─── GIVEN RECORDS

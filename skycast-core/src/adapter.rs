//! Reshapes one raw provider payload into a [`NormalizedSnapshot`].
//!
//! Only a payload without a `current` block or without a
//! `forecast.forecastday` array is rejected. Everything else degrades to
//! documented defaults: visibility 10 000 m, precipitation chance 0,
//! empty region, and an empty hourly window when fewer than two forecast
//! days are present.

use serde_json::Value;

use crate::{
    error::AdapterError,
    icon::{FALLBACK_CATEGORY, IconCode, map_condition_to_icon},
    model::{DailyPoint, HourlyPoint, NormalizedCurrent, NormalizedSnapshot},
    raw::{RawProviderPayload, WaCondition, WaCurrent, WaForecastDay, WaLocation, is_daytime, lenient_number},
};

/// Length of the rolling hourly window.
pub const HOURLY_WINDOW: usize = 24;

/// Upper bound on daily entries.
pub const MAX_DAILY_POINTS: usize = 7;

const KPH_PER_MPS: f64 = 3.6;

pub fn normalize(raw: &RawProviderPayload) -> Result<NormalizedSnapshot, AdapterError> {
    let current = raw
        .current
        .as_ref()
        .ok_or_else(|| AdapterError::malformed("missing current conditions block"))?;
    let days = raw
        .forecast
        .as_ref()
        .and_then(|f| f.forecastday.as_deref())
        .ok_or_else(|| AdapterError::malformed("missing forecast day array"))?;

    let location = raw.location.clone().unwrap_or_default();
    let current = normalize_current(current, &location);
    let hourly = hourly_window(days, current.observed_at_epoch);
    let daily = daily_series(days);

    tracing::debug!(
        location = %current.location_name,
        hourly = hourly.len(),
        daily = daily.len(),
        "Normalized upstream payload"
    );

    Ok(NormalizedSnapshot { current, hourly, daily })
}

/// Parse and normalize a JSON body in one step.
pub fn normalize_json(body: &str) -> Result<NormalizedSnapshot, AdapterError> {
    normalize(&RawProviderPayload::from_json(body)?)
}

fn normalize_current(raw: &WaCurrent, location: &WaLocation) -> NormalizedCurrent {
    let visibility_km = lenient_number(raw.vis_km.as_ref());
    if visibility_km.is_none() {
        tracing::debug!("Upstream visibility missing or unreadable; consumers fall back to the default");
    }

    NormalizedCurrent {
        temperature: raw.temp_c,
        feels_like: raw.feelslike_c,
        humidity: raw.humidity.round().clamp(0.0, 100.0) as u8,
        pressure: raw.pressure_mb,
        wind_speed: (raw.wind_kph / KPH_PER_MPS).max(0.0),
        visibility: visibility_km.map(|km| km.max(0.0) * 1000.0),
        icon_code: icon_for(raw.condition.as_ref(), is_daytime(raw.is_day.as_ref())),
        condition_text: condition_text(raw.condition.as_ref()),
        location_name: location.name.clone().unwrap_or_default(),
        region: location.region.clone().unwrap_or_default(),
        country_code: location.country.clone().unwrap_or_default(),
        air_quality_index: raw.air_quality.as_ref().and_then(|aq| aq.epa_index()),
        observed_at_epoch: raw.last_updated_epoch,
    }
}

/// A missing or non-integral code gets the fallback category.
fn icon_for(condition: Option<&WaCondition>, is_day: bool) -> IconCode {
    match condition.and_then(WaCondition::code) {
        Some(code) => map_condition_to_icon(code, is_day),
        None => IconCode::new(FALLBACK_CATEGORY, is_day),
    }
}

fn condition_text(condition: Option<&WaCondition>) -> String {
    condition.and_then(|c| c.text.clone()).unwrap_or_default()
}

/// Next 24 hours after `observed_at`, drawn from today and tomorrow.
fn hourly_window(days: &[WaForecastDay], observed_at: i64) -> Vec<HourlyPoint> {
    let [today, tomorrow, ..] = days else {
        tracing::debug!(days = days.len(), "Fewer than two forecast days; hourly window is empty");
        return Vec::new();
    };

    let mut points: Vec<HourlyPoint> = [today, tomorrow]
        .into_iter()
        .flat_map(|day| day.hour.as_deref().unwrap_or_default())
        .filter(|h| h.time_epoch > observed_at)
        .map(|h| HourlyPoint {
            epoch_seconds: h.time_epoch,
            temperature: h.temp_c,
            icon_code: icon_for(h.condition.as_ref(), is_daytime(h.is_day.as_ref())),
            precipitation_probability: percent_or_zero(h.chance_of_rain.as_ref()),
        })
        .collect();

    // Upstream hours are chronological already; this keeps the window strict
    // if a provider ever repeats or reorders an hour.
    points.sort_by_key(|p| p.epoch_seconds);
    points.dedup_by_key(|p| p.epoch_seconds);
    points.truncate(HOURLY_WINDOW);
    points
}

/// Daily summaries always carry the day icon.
fn daily_series(days: &[WaForecastDay]) -> Vec<DailyPoint> {
    days.iter()
        .take(MAX_DAILY_POINTS)
        .map(|d| DailyPoint {
            epoch_seconds: d.date_epoch,
            min_temp: d.day.mintemp_c,
            max_temp: d.day.maxtemp_c,
            icon_code: icon_for(d.day.condition.as_ref(), true),
            condition_text: condition_text(d.day.condition.as_ref()),
            precipitation_probability: percent_or_zero(d.day.daily_chance_of_rain.as_ref()),
        })
        .collect()
}

/// Accepts a number or a numeric string; anything else counts as 0.
fn percent_or_zero(value: Option<&Value>) -> u8 {
    match lenient_number(value) {
        Some(p) => p.round().clamp(0.0, 100.0) as u8,
        None => {
            if let Some(v) = value.filter(|v| !v.is_null()) {
                tracing::debug!("Ignoring non-numeric precipitation chance: {v}");
            }
            0
        }
    }
}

──────

### WHAT YOU NEED TO DO:
Check each line of the entries for the word "array". State how many lines hold it, and write nothing else.

### RESULT FOR THIS TASK:
2